▶ _Exercise_: In the entries below, find every line with "cucumbers" and copy it.

▶ _Extracted data_:
//! Step identifier compilation and matching.
//!
//! An identifier is compiled once into segments. Matching walks the segments
//! left to right against the step text: literal segments must appear verbatim
//! at the cursor, pattern segments must match at the cursor, and the cursor
//! must land exactly on the end of the text. Segments never backtrack.

mod compiler;
mod lexer;

use std::fmt;

use regex::Regex;

use crate::capture::{Parameter, convert_captured};
use crate::errors::PatternError;
use crate::hint::ExpressionKind;

/// Kind of a compiled identifier segment.
#[derive(Debug, Clone, Copy, PartialEq, Eq, Hash)]
pub enum SegmentKind {
    /// Literal text matched byte for byte.
    Text,
    /// A quoted regular expression matching its quoted or bare form.
    Regex,
    /// A `{int}`-family expression.
    Int,
    /// A `{float}`-family expression.
    Float,
    /// A `{word}` expression.
    Word,
    /// A `{string}` expression.
    String,
}

impl From<ExpressionKind> for SegmentKind {
    fn from(kind: ExpressionKind) -> Self {
        match kind {
            ExpressionKind::Int => Self::Int,
            ExpressionKind::Float => Self::Float,
            ExpressionKind::Word => Self::Word,
            ExpressionKind::String => Self::String,
        }
    }
}

/// One compiled piece of a step identifier.
#[derive(Debug, Clone)]
pub struct Segment {
    kind: SegmentKind,
    source: String,
    matchers: Vec<Regex>,
}

impl Segment {
    /// Kind of this segment.
    #[must_use]
    pub fn kind(&self) -> SegmentKind {
        self.kind
    }

    /// Literal text, regex body or expression name the segment was built from.
    #[must_use]
    pub fn source(&self) -> &str {
        &self.source
    }

    /// Match this segment at the start of `rest`, returning the consumed byte
    /// count and the captured parameter for pattern segments.
    fn match_at(&self, rest: &str) -> Option<(usize, Option<Parameter>)> {
        if self.kind == SegmentKind::Text {
            return rest
                .starts_with(self.source.as_str())
                .then_some((self.source.len(), None));
        }
        self.matchers.iter().find_map(|matcher| {
            let found = matcher.find(rest)?;
            let parameter = convert_captured(self.kind, found.as_str())?;
            Some((found.end(), Some(parameter)))
        })
    }
}

/// A compiled step identifier.
///
/// # Examples
/// ```
/// use karta_patterns::{Parameter, StepIdentifier};
///
/// let id = StepIdentifier::compile(r#"I have "\d+" cucumbers"#).unwrap();
/// assert_eq!(id.matches("I have 10 cucumbers"), Some(vec![Parameter::Int(10)]));
/// assert_eq!(id.matches(r#"I have "10" cucumbers"#), Some(vec![Parameter::Int(10)]));
/// assert_eq!(id.matches(r#"I have "10" cucumbers in my basket"#), None);
/// ```
#[derive(Debug, Clone)]
pub struct StepIdentifier {
    source: String,
    segments: Vec<Segment>,
}

impl StepIdentifier {
    /// Compile an identifier into its segments.
    ///
    /// # Errors
    /// Returns [`PatternError`] when the identifier holds an unterminated
    /// quote or expression, an unknown expression, or an invalid regex.
    pub fn compile(source: &str) -> Result<Self, PatternError> {
        Ok(Self {
            source: source.to_owned(),
            segments: compiler::compile_segments(source)?,
        })
    }

    /// Identifier text as written at registration.
    #[must_use]
    pub fn source(&self) -> &str {
        &self.source
    }

    /// Compiled segments in declaration order.
    #[must_use]
    pub fn segments(&self) -> &[Segment] {
        &self.segments
    }

    /// Match `text` against the identifier, returning the typed parameters in
    /// declaration order, or `None` when the text does not match completely.
    #[must_use]
    pub fn matches(&self, text: &str) -> Option<Vec<Parameter>> {
        let mut cursor = 0usize;
        let mut parameters = Vec::new();
        for segment in &self.segments {
            let rest = text.get(cursor..)?;
            let (consumed, parameter) = segment.match_at(rest)?;
            cursor += consumed;
            parameters.extend(parameter);
        }
        (cursor == text.len()).then_some(parameters)
    }

    /// Report whether `text` matches the identifier.
    #[must_use]
    pub fn is_match(&self, text: &str) -> bool {
        self.matches(text).is_some()
    }
}

impl PartialEq for StepIdentifier {
    fn eq(&self, other: &Self) -> bool {
        self.source == other.source
    }
}

impl Eq for StepIdentifier {}

impl fmt::Display for StepIdentifier {
    fn fmt(&self, f: &mut fmt::Formatter<'_>) -> fmt::Result {
        f.write_str(&self.source)
    }
}

#[cfg(test)]
#[expect(clippy::unwrap_used, reason = "tests compile fixed identifiers")]
mod tests {
    use super::*;
    use rstest::rstest;

    fn identifier(source: &str) -> StepIdentifier {
        StepIdentifier::compile(source).unwrap()
    }

    #[rstest]
    #[case("I have 10 cucumbers")]
    #[case(r#"I have "10" cucumbers"#)]
    fn regex_segment_matches_quoted_and_bare(#[case] text: &str) {
        let id = identifier(r#"I have "\d+" cucumbers"#);
        assert_eq!(id.matches(text), Some(vec![Parameter::Int(10)]));
    }

    #[test]
    fn rejects_trailing_text() {
        let id = identifier(r#"I have "\d+" cucumbers"#);
        assert_eq!(id.matches(r#"I have "10" cucumbers in my basket"#), None);
    }

    #[test]
    fn extracts_cucumber_expressions_in_order() {
        let id = identifier("I have {int} {word} and my message is {string}");
        assert_eq!(
            id.matches(r#"I have 10 oranges and my message is "hi there""#),
            Some(vec![
                Parameter::Int(10),
                Parameter::Text("oranges".into()),
                Parameter::Text("hi there".into()),
            ])
        );
    }

    #[rstest]
    #[case("the price is 5", 5.0)]
    #[case("the price is 5.", 5.0)]
    #[case("the price is .5", 0.5)]
    #[case("the price is -5", -5.0)]
    #[case("the price is -.5", -0.5)]
    fn float_expression_accepts_decimal_forms(#[case] text: &str, #[case] expected: f64) {
        let id = identifier("the price is {double}");
        assert_eq!(id.matches(text), Some(vec![Parameter::Float(expected)]));
    }

    #[test]
    fn literal_only_identifier_requires_exact_text() {
        let id = identifier("the basket is empty");
        assert_eq!(id.matches("the basket is empty"), Some(Vec::new()));
        assert!(!id.is_match("the basket is empty!"));
        assert!(!id.is_match("the basket is"));
    }

    #[test]
    fn does_not_backtrack_across_segments() {
        // `\w+` consumes `ab` leaving nothing for the trailing `b`.
        let id = identifier("{word}b");
        assert!(!id.is_match("ab"));
    }

    #[test]
    fn handles_multibyte_text() {
        let id = identifier("café {int}");
        assert_eq!(id.matches("café 3"), Some(vec![Parameter::Int(3)]));
    }
}
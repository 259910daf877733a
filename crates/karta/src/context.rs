//! Per-scenario state shared by the steps of one scenario run.
//!
//! A fresh [`ScenarioContext`] is created for every scenario execution. Steps
//! communicate through its keyed data map, which also receives the data maps
//! returned by plain steps. The data generated from the current step's rules
//! is available through [`ScenarioContext::step_data`] while that step runs.

use serde::de::DeserializeOwned;
use serde_json::{Map, Value};

/// Where in a run a context currently sits.
#[derive(Debug, Clone, Default, PartialEq, Eq)]
pub struct RunPosition {
    /// Feature name.
    pub feature: String,
    /// Scenario name.
    pub scenario: String,
    /// Zero-based feature iteration.
    pub iteration: u32,
    /// Identifier of the step being executed.
    pub step: Option<String>,
}

/// Mutable state threaded through the steps of one scenario.
///
/// # Examples
/// ```
/// use karta::ScenarioContext;
/// use serde_json::json;
///
/// let mut ctx = ScenarioContext::new("Checkout", "Card payment", 0);
/// ctx.insert("total", json!(42));
/// assert_eq!(ctx.get("total"), Some(&json!(42)));
/// ```
#[derive(Debug, Clone, Default)]
pub struct ScenarioContext {
    data: Map<String, Value>,
    step_data: Value,
    properties: Map<String, Value>,
    position: RunPosition,
}

impl ScenarioContext {
    /// Create an empty context for `scenario` of `feature`.
    #[must_use]
    pub fn new(feature: impl Into<String>, scenario: impl Into<String>, iteration: u32) -> Self {
        Self {
            position: RunPosition {
                feature: feature.into(),
                scenario: scenario.into(),
                iteration,
                step: None,
            },
            ..Self::default()
        }
    }

    /// Attach run-wide read-only properties.
    #[must_use]
    pub fn with_properties(mut self, properties: Map<String, Value>) -> Self {
        self.properties = properties;
        self
    }

    /// Look up a value stored by an earlier step or generated from data
    /// rules.
    #[must_use]
    pub fn get(&self, key: &str) -> Option<&Value> {
        self.data.get(key)
    }

    /// Deserialize a stored value.
    ///
    /// Returns `None` when the key is absent.
    ///
    /// # Errors
    /// Returns the deserialization error when the value has the wrong shape.
    pub fn get_as<T: DeserializeOwned>(&self, key: &str) -> Option<Result<T, serde_json::Error>> {
        self.data.get(key).cloned().map(serde_json::from_value)
    }

    /// Store a value, returning the previous one.
    pub fn insert(&mut self, key: impl Into<String>, value: impl Into<Value>) -> Option<Value> {
        self.data.insert(key.into(), value.into())
    }

    /// Remove a stored value.
    pub fn remove(&mut self, key: &str) -> Option<Value> {
        self.data.remove(key)
    }

    /// Every stored value, in insertion order.
    #[must_use]
    pub fn data(&self) -> &Map<String, Value> {
        &self.data
    }

    /// Store every entry of `values`, replacing existing keys.
    pub fn merge(&mut self, values: Map<String, Value>) {
        self.data.extend(values);
    }

    /// Data generated for the step being executed, `null` when it has none.
    #[must_use]
    pub fn step_data(&self) -> &Value {
        &self.step_data
    }

    /// Deserialize the current step's generated data.
    ///
    /// # Errors
    /// Returns the deserialization error when the data has the wrong shape.
    pub fn step_data_as<T: DeserializeOwned>(&self) -> Result<T, serde_json::Error> {
        serde_json::from_value(self.step_data.clone())
    }

    /// A run-wide property.
    #[must_use]
    pub fn property(&self, key: &str) -> Option<&Value> {
        self.properties.get(key)
    }

    /// Current run position.
    #[must_use]
    pub fn position(&self) -> &RunPosition {
        &self.position
    }

    pub(crate) fn set_step_data(&mut self, value: Value) {
        self.step_data = value;
    }

    pub(crate) fn enter_step(&mut self, identifier: &str) {
        self.position.step = Some(identifier.to_owned());
        self.step_data = Value::Null;
    }
}

#[cfg(test)]
mod tests {
    use super::*;
    use serde::Deserialize;
    use serde_json::json;

    #[derive(Debug, Deserialize, PartialEq)]
    struct Customer {
        name: String,
        age: u8,
    }

    #[test]
    fn step_data_lasts_for_one_step() {
        let mut ctx = ScenarioContext::new("f", "s", 2);
        ctx.enter_step("a customer");
        ctx.set_step_data(json!({ "name": "ann", "age": 30 }));
        assert_eq!(
            ctx.step_data_as::<Customer>().ok(),
            Some(Customer {
                name: "ann".into(),
                age: 30
            })
        );
        assert!(ctx.data().is_empty());
        ctx.enter_step("next");
        assert_eq!(ctx.step_data(), &Value::Null);
        assert_eq!(ctx.position().iteration, 2);
        assert_eq!(ctx.position().step.as_deref(), Some("next"));
    }

    #[test]
    fn merged_values_replace_existing_keys() {
        let mut ctx = ScenarioContext::new("f", "s", 0);
        ctx.insert("a", 1);
        let mut update = Map::new();
        update.insert("a".into(), json!(2));
        update.insert("b".into(), json!(3));
        ctx.merge(update);
        assert_eq!(ctx.data().get("a"), Some(&json!(2)));
        assert_eq!(ctx.data().len(), 2);
    }

    #[test]
    fn typed_lookup_reports_missing_and_malformed_values() {
        let mut ctx = ScenarioContext::new("f", "s", 0);
        ctx.insert("count", "three");
        assert!(ctx.get_as::<u32>("missing").is_none());
        assert!(matches!(ctx.get_as::<u32>("count"), Some(Err(_))));
        assert_eq!(ctx.remove("count"), Some(json!("three")));
    }

    #[test]
    fn properties_are_read_only_lookups() {
        let mut props = Map::new();
        props.insert("env".into(), json!("staging"));
        let ctx = ScenarioContext::new("f", "s", 0).with_properties(props);
        assert_eq!(ctx.property("env"), Some(&json!("staging")));
        assert_eq!(ctx.property("other"), None);
    }
}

▶ _Answer to this exercise_:
/// let id = StepIdentifier::compile(r#"I have "\d+" cucumbers"#).unwrap();
/// assert_eq!(id.matches("I have 10 cucumbers"), Some(vec![Parameter::Int(10)]));
/// assert_eq!(id.matches(r#"I have "10" cucumbers"#), Some(vec![Parameter::Int(10)]));
/// assert_eq!(id.matches(r#"I have "10" cucumbers in my basket"#), None);
    #[case("I have 10 cucumbers")]
    #[case(r#"I have "10" cucumbers"#)]
        let id = identifier(r#"I have "\d+" cucumbers"#);
        let id = identifier(r#"I have "\d+" cucumbers"#);
        assert_eq!(id.matches(r#"I have "10" cucumbers in my basket"#), None);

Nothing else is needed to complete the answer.